Typically offered with returns of around 3% over seven or nine years, they also attract investors willing to take the ‘first loss’ if the fund suffers a downturn.

The missing letter

Impact Investing is also available in a more extreme form — Inclusive Investing — which supports similar projects but aims at best to return the initial investment, and is effectively appropriate for the philanthropically inclined.

Together, they compensate for an element sadly all too often absent from ESG ambitions: namely, the letter ‘S’. While protecting the environment and tackling scandals of corporate governance are front and centre, action on social criteria are frequently missing.

“For almost every ESG product, the E and the G are always in capital letters, whereas the S is very often forgotten in the entire process,” Arens laments, pointing to an inclination ingrained from childhood of putting self-interest first.

“Society in Europe and America has a strong influence on people’s thinking and mindsets, and the egoism you experience while growing up, in education, and in your professional life, all influences you, and it plays into your view of social aspects.”

Industry with a mission

Despite the shortcomings, there is reason to believe that ESG funds will help the finance industry make a contribution to resolving the world’s biggest challenges, namely the UN Sustainable Development Goals (SDGs).

Arens, for one, believes that Impact Investing will make the biggest contribution to achieving the key SDGs, such as tackling poverty and hunger, and that even more could be done if, for example, every financial product or fund could be obliged to help realise at least one of the UN’s 17 goals.

However, experience has also taught her not to moderate her hopes and expectations.

“Unfortunately, people look for alternatives if returns are not what they expect. If you look at the development of the finance industry, products have always been created to avoid certain things, like taxes in the past, and tomorrow it might be contributions to ESG and the SDGs.

“I can only hope that won’t happen and that the industry contributes to the SDGs, climate finance and social impacts, and that we don’t fall back to it being all about money.”

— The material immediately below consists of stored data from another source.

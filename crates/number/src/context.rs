//! Decimal arithmetic carried out to a fixed number of significant digits.
//!
//! Each operation computes either the exact result or enough digits of it
//! together with a flag recording whether anything non-zero was discarded,
//! and then rounds half-even to the context precision. Results are therefore
//! correctly rounded and do not depend on how the operands happen to be
//! represented (trailing zeros, scale).

use {
    crate::error::Error,
    bigdecimal::BigDecimal,
    num::{BigInt, Integer, Signed, Zero},
    std::{cmp::Ordering, num::NonZeroU32},
};

/// Extra digits computed past the precision before rounding a quotient or a
/// square root.
const GUARD_DIGITS: i64 = 2;

/// Arbitrary-precision decimal context.
#[derive(Clone, Copy, Debug, Eq, PartialEq)]
pub struct Context {
    precision: NonZeroU32,
}

impl Default for Context {
    fn default() -> Self {
        Self {
            precision: NonZeroU32::new(Self::DEFAULT_PRECISION).unwrap_or(NonZeroU32::MIN),
        }
    }
}

impl Context {
    /// Significant digits used when nothing else is configured.
    pub const DEFAULT_PRECISION: u32 = 200;

    pub fn new(precision: NonZeroU32) -> Self {
        Self { precision }
    }

    /// Number of significant decimal digits results are rounded to.
    pub fn precision(&self) -> u32 {
        self.precision.get()
    }

    /// Rounds a value half-even to the context precision.
    pub fn round(&self, value: &BigDecimal) -> BigDecimal {
        let (mantissa, scale) = value.as_bigint_and_exponent();
        self.round_parts(mantissa, scale, false)
    }

    pub fn add(&self, a: &BigDecimal, b: &BigDecimal) -> BigDecimal {
        self.round(&(a + b))
    }

    pub fn sub(&self, a: &BigDecimal, b: &BigDecimal) -> BigDecimal {
        self.round(&(a - b))
    }

    pub fn mul(&self, a: &BigDecimal, b: &BigDecimal) -> BigDecimal {
        self.round(&(a * b))
    }

    pub fn square(&self, a: &BigDecimal) -> BigDecimal {
        self.mul(a, a)
    }

    /// Correctly rounded quotient `numerator / denominator`.
    pub fn div(&self, numerator: &BigDecimal, denominator: &BigDecimal) -> Result<BigDecimal, Error> {
        let (dividend, dividend_scale) = numerator.as_bigint_and_exponent();
        let (divisor, divisor_scale) = denominator.as_bigint_and_exponent();
        if divisor.is_zero() {
            return Err(Error::DivisionByZero);
        }
        if dividend.is_zero() {
            return Ok(BigDecimal::new(BigInt::zero(), dividend_scale - divisor_scale));
        }

        // Shift the dividend so the integer quotient carries the guard digits.
        let shift = (self.working_digits() + digits(&divisor) - digits(&dividend)).max(0);
        let (quotient, remainder) = (dividend * ten_to(shift)).div_rem(&divisor);

        Ok(self.round_parts(
            quotient,
            dividend_scale - divisor_scale + shift,
            !remainder.is_zero(),
        ))
    }

    /// Correctly rounded square root.
    pub fn sqrt(&self, value: &BigDecimal) -> Result<BigDecimal, Error> {
        let (radicand, scale) = value.as_bigint_and_exponent();
        if radicand.is_negative() {
            return Err(Error::NegativeSqrt(value.clone()));
        }
        if radicand.is_zero() {
            return Ok(BigDecimal::new(BigInt::zero(), scale / 2));
        }

        // The shifted radicand needs an even scale so that its root has an
        // integral one.
        let mut shift = (2 * self.working_digits() - digits(&radicand)).max(0);
        if (scale + shift).is_odd() {
            shift += 1;
        }
        let radicand = radicand * ten_to(shift);
        let root = radicand.sqrt();
        let exact = &root * &root == radicand;

        Ok(self.round_parts(root, (scale + shift) / 2, !exact))
    }

    fn working_digits(&self) -> i64 {
        i64::from(self.precision.get()) + GUARD_DIGITS
    }

    /// Rounds `mantissa * 10^-scale` half-even to the context precision.
    /// `inexact` records that the true value has further non-zero digits
    /// beyond `mantissa`, which breaks exact ties upwards.
    fn round_parts(&self, mantissa: BigInt, scale: i64, inexact: bool) -> BigDecimal {
        let precision = i64::from(self.precision.get());
        let excess = digits(&mantissa) - precision;
        if excess <= 0 {
            return BigDecimal::new(mantissa, scale);
        }

        let negative = mantissa.is_negative();
        let divisor = ten_to(excess);
        let (mut kept, dropped) = mantissa.abs().div_rem(&divisor);
        let half = &divisor / 2u32;
        let round_up = match dropped.cmp(&half) {
            Ordering::Greater => true,
            Ordering::Less => false,
            Ordering::Equal => inexact || kept.is_odd(),
        };

        let mut scale = scale - excess;
        if round_up {
            kept += 1u32;
            // 99..9 carried into an extra digit
            if digits(&kept) > precision {
                kept /= 10u32;
                scale -= 1;
            }
        }
        if negative {
            kept = -kept;
        }
        BigDecimal::new(kept, scale)
    }
}

/// Number of decimal digits in the magnitude of `value` (1 for zero).
pub(crate) fn digits(value: &BigInt) -> i64 {
    i64::try_from(value.magnitude().to_string().len()).unwrap_or(i64::MAX)
}

/// `10^exponent` for a non-negative exponent.
pub(crate) fn ten_to(exponent: i64) -> BigInt {
    debug_assert!(exponent >= 0, "negative power of ten");
    num::pow(BigInt::from(10), usize::try_from(exponent).unwrap_or_default())
}
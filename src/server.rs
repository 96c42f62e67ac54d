//! The multiplex loop: a single task that owns the listener and the
//! [`Registry`], waits for readiness on every interesting handle, and
//! dispatches accept, receive, and broadcast work between waits.
//!
//! All socket calls made outside the wait are bounded and non-blocking
//! (`try_read` / `try_write` against handles the readiness wait reported),
//! so the loop never stalls on one peer. The registry is mutated only
//! between waits, on this task, which is why it needs no locking.

use std::{future::Future, io, net::SocketAddr};

use anyhow::Result;
use futures::{
    future::{pending, select_all},
    FutureExt,
};
use tokio::{
    io::{AsyncBufRead, AsyncBufReadExt, BufReader, Interest},
    net::{TcpListener, TcpStream},
    select,
};
use tracing::{debug, info, warn};

use crate::registry::Registry;

/// Default number of simultaneously connected peers.
pub const DEFAULT_CAPACITY: usize = 10;

/// One receive call reads at most this many bytes; whatever a single read
/// returns is relayed verbatim as one message. Larger or segment-split
/// messages arrive fragmented, which is an accepted property of the
/// frameless protocol.
const RECV_BUFFER_SIZE: usize = 256;

/// The only recognized control directive. Case-sensitive, surrounding
/// whitespace ignored; anything else on the control input is ignored.
const QUIT_DIRECTIVE: &str = "quit";

/// A relay server: one listener plus the slot table of connected peers.
///
/// The relay and every socket inside it are owned by whichever task calls
/// [`Relay::run`]; nothing is shared or handed to other tasks.
pub struct Relay {
    listener: TcpListener,
    registry: Registry<TcpStream>,
}

/// What the readiness wait reported, captured so the borrow of the registry
/// taken by the wait ends before dispatch mutates it.
enum Event {
    Shutdown,
    Control(io::Result<usize>),
    Accept(io::Result<(TcpStream, SocketAddr)>),
    Readable(Vec<(usize, io::Result<()>)>),
}

impl Relay {
    pub fn new(listener: TcpListener) -> Self {
        Self::with_capacity(listener, DEFAULT_CAPACITY)
    }

    pub fn with_capacity(listener: TcpListener, capacity: usize) -> Self {
        Self {
            listener,
            registry: Registry::new(capacity),
        }
    }

    pub fn local_addr(&self) -> io::Result<SocketAddr> {
        self.listener.local_addr()
    }

    /// Serves until the `quit` directive arrives on the process's stdin or
    /// ctrl-c is received. Both paths go through the same teardown.
    pub async fn run(self) -> Result<()> {
        let stdin = BufReader::new(tokio::io::stdin());
        self.run_until(stdin, async {
            if let Err(err) = tokio::signal::ctrl_c().await {
                warn!(error = ?err, "failed to install ctrl-c handler");
            }
        })
        .await
    }

    /// Runs the multiplex loop until the `quit` directive is read from
    /// `control` or `shutdown` completes.
    ///
    /// Every iteration rebuilds the readiness set from the current registry
    /// state plus the listener and the control input, blocks until something
    /// is ready, and dispatches. Every client slot reported readable is
    /// serviced in slot order before the next wait, so one chatty peer
    /// cannot starve the others. Accept errors and errors from the shared
    /// wait are logged and the loop continues; a readiness error scoped to
    /// one peer's socket is treated as a per-connection failure and releases
    /// only that slot. Only startup failures (before this method is called)
    /// are fatal. On return, the listener and every connected peer have been
    /// closed.
    pub async fn run_until<C, F>(self, control: C, shutdown: F) -> Result<()>
    where
        C: AsyncBufRead + Unpin,
        F: Future<Output = ()> + Send,
    {
        let Relay {
            listener,
            mut registry,
        } = self;
        let mut control = control;
        let mut control_open = true;
        let mut directive = String::new();
        tokio::pin!(shutdown);

        loop {
            directive.clear();
            let event = {
                let readable = next_readable(&registry);
                tokio::pin!(readable);
                // Biased so ready sources dispatch in a fixed order:
                // shutdown, control input, listener, then client sockets.
                select! {
                    biased;
                    _ = &mut shutdown => Event::Shutdown,
                    read = next_directive(&mut control, &mut directive, control_open) => {
                        Event::Control(read)
                    }
                    accepted = listener.accept() => Event::Accept(accepted),
                    ready = &mut readable => Event::Readable(ready),
                }
            };

            match event {
                Event::Shutdown => {
                    info!("external shutdown requested");
                    break;
                }
                Event::Control(Ok(0)) => {
                    debug!("control input closed; serving until external shutdown");
                    control_open = false;
                }
                Event::Control(Ok(_)) => {
                    if directive.trim() == QUIT_DIRECTIVE {
                        info!("quit directive received");
                        break;
                    }
                    debug!(input = directive.trim_end(), "ignoring control input");
                }
                Event::Control(Err(err)) => {
                    warn!(error = ?err, "control input failed; serving until external shutdown");
                    control_open = false;
                }
                Event::Accept(Ok((stream, peer))) => admit(&mut registry, stream, peer),
                Event::Accept(Err(err)) => warn!(error = ?err, "failed to accept connection"),
                Event::Readable(ready) => {
                    for (slot, readiness) in ready {
                        match readiness {
                            Ok(()) => receive_and_relay(&mut registry, slot),
                            Err(err) => {
                                warn!(slot, error = ?err, "readiness wait failed for peer");
                                drop_slot(&mut registry, slot);
                            }
                        }
                    }
                }
            }
        }

        teardown(listener, &mut registry);
        Ok(())
    }
}

/// Reads one line from the control input, or parks forever once the input
/// has closed so a dead control channel cannot spin the loop.
async fn next_directive<C>(control: &mut C, line: &mut String, open: bool) -> io::Result<usize>
where
    C: AsyncBufRead + Unpin,
{
    if open {
        control.read_line(line).await
    } else {
        pending().await
    }
}

/// Resolves with every occupied slot whose socket is readable, in slot
/// order. Waking on the first ready socket and then harvesting the rest
/// keeps dispatch fair: a peer that is always readable cannot keep a
/// higher-numbered slot from being serviced. With no peers connected this
/// pends forever, leaving the wait to the listener and control branches.
async fn next_readable(registry: &Registry<TcpStream>) -> Vec<(usize, io::Result<()>)> {
    let waits: Vec<_> = registry
        .occupied()
        .map(|(slot, stream)| {
            Box::pin(async move {
                let readiness = stream.ready(Interest::READABLE).await.map(|_| ());
                (slot, readiness)
            })
        })
        .collect();

    if waits.is_empty() {
        return pending().await;
    }

    let (first, _, rest) = select_all(waits).await;
    let mut ready: Vec<_> = rest
        .into_iter()
        .filter_map(|wait| wait.now_or_never())
        .collect();
    ready.push(first);
    ready.sort_by_key(|(slot, _)| *slot);
    ready
}

/// Assigns an accepted connection to the first free slot, or closes it
/// immediately when the registry is full. Nothing is written to a rejected
/// peer; dropping the stream closes the socket.
fn admit(registry: &mut Registry<TcpStream>, stream: TcpStream, peer: SocketAddr) {
    match registry.find_free_slot() {
        Some(slot) => {
            registry.assign(slot, stream);
            info!(%peer, slot, "peer connected");
        }
        None => {
            warn!(%peer, "registry full; rejecting connection");
        }
    }
}

/// One bounded receive on a slot the wait reported readable. A zero-length
/// read or a receive error drops only this peer; a payload is broadcast to
/// everyone else.
fn receive_and_relay(registry: &mut Registry<TcpStream>, slot: usize) {
    let mut buffer = [0u8; RECV_BUFFER_SIZE];
    let received = match registry.get(slot) {
        Some(stream) => stream.try_read(&mut buffer),
        None => return,
    };

    match received {
        Ok(0) => {
            info!(slot, "peer disconnected");
            drop_slot(registry, slot);
        }
        Ok(len) => {
            debug!(slot, len, "relaying message");
            broadcast(registry, slot, &buffer[..len]);
        }
        Err(err) if err.kind() == io::ErrorKind::WouldBlock => {
            // Stale readiness; the next wait will sort it out.
        }
        Err(err) => {
            warn!(slot, error = ?err, "receive failed");
            drop_slot(registry, slot);
        }
    }
}

/// Relays `payload` to every occupied slot except the sender, in slot order.
///
/// Delivery is best-effort: one bounded write per recipient. A failed
/// recipient is dropped and the iteration moves on, so one dead peer never
/// starves the rest. Short writes and not-ready recipients are logged as
/// partial delivery and not retried.
fn broadcast(registry: &mut Registry<TcpStream>, sender: usize, payload: &[u8]) {
    for slot in registry.occupied_indices() {
        if slot == sender {
            continue;
        }
        let Some(stream) = registry.get(slot) else {
            continue;
        };
        match stream.try_write(payload) {
            Ok(written) if written < payload.len() => {
                warn!(
                    slot,
                    written,
                    expected = payload.len(),
                    "partial delivery; remainder dropped"
                );
            }
            Ok(_) => {}
            Err(err) if err.kind() == io::ErrorKind::WouldBlock => {
                warn!(slot, "recipient not ready for writing; message dropped");
            }
            Err(err) => {
                warn!(slot, error = ?err, "send failed; dropping recipient");
                drop_slot(registry, slot);
            }
        }
    }
}

fn drop_slot(registry: &mut Registry<TcpStream>, slot: usize) {
    // Dropping the stream closes the socket.
    let _ = registry.release(slot);
}

/// Single teardown path used by both the quit directive and external
/// shutdown: the listener closes first, then every occupied slot in slot
/// order.
fn teardown(listener: TcpListener, registry: &mut Registry<TcpStream>) {
    info!("shutting down");
    drop(listener);
    for slot in registry.occupied_indices() {
        drop_slot(registry, slot);
    }
    info!("all connections closed");
}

We hope you found this article useful. It is part of our Sustainability Matters interview series, in which we speak with experts across every facet of sustainability, ESG, sustainable financeimpact investing and more. Stay tuned for more insight from thought leaders. In the meantime, enjoy other, related interviews:

If you or a colleague are interested in participating in the series, please get in touch by emailing eschrieberg@vitalbriefing.com.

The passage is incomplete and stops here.